What to do:
Go through the data below and return each line where the string "types" appears.

Data supplied:
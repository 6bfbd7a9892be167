//! User model

use serde::{Deserialize, Serialize};
use chrono::{DateTime, Utc};
use sqlx::FromRow;
use crate::utils::helpers::display_name;

#[derive(Debug, Clone, Serialize, Deserialize, FromRow)]
pub struct User {
    pub user_id: i64,
    pub username: Option<String>,
    pub first_name: String,
    pub last_name: Option<String>,
    pub is_approved: bool,
    pub is_admin: bool,
    pub is_subscribed: bool,
    pub is_premium: bool,
    pub joined_at: DateTime<Utc>,
    pub last_active_at: DateTime<Utc>,
}

impl User {
    pub fn display_name(&self) -> String {
        display_name(&self.first_name, self.last_name.as_deref())
    }
}

/// Identity carried by every inbound update
#[derive(Debug, Clone, PartialEq, Eq, Serialize, Deserialize)]
pub struct UserProfile {
    pub user_id: i64,
    pub username: Option<String>,
    pub first_name: String,
    pub last_name: Option<String>,
}

impl UserProfile {
    pub fn new(user_id: i64, first_name: impl Into<String>) -> Self {
        Self {
            user_id,
            username: None,
            first_name: first_name.into(),
            last_name: None,
        }
    }

    pub fn display_name(&self) -> String {
        display_name(&self.first_name, self.last_name.as_deref())
    }
}

impl From<&teloxide::types::User> for UserProfile {
    fn from(user: &teloxide::types::User) -> Self {
        Self {
            user_id: user.id.0 as i64,
            username: user.username.clone(),
            first_name: user.first_name.clone(),
            last_name: user.last_name.clone(),
        }
    }
}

Solution to the problem:
impl From<&teloxide::types::User> for UserProfile {
    fn from(user: &teloxide::types::User) -> Self {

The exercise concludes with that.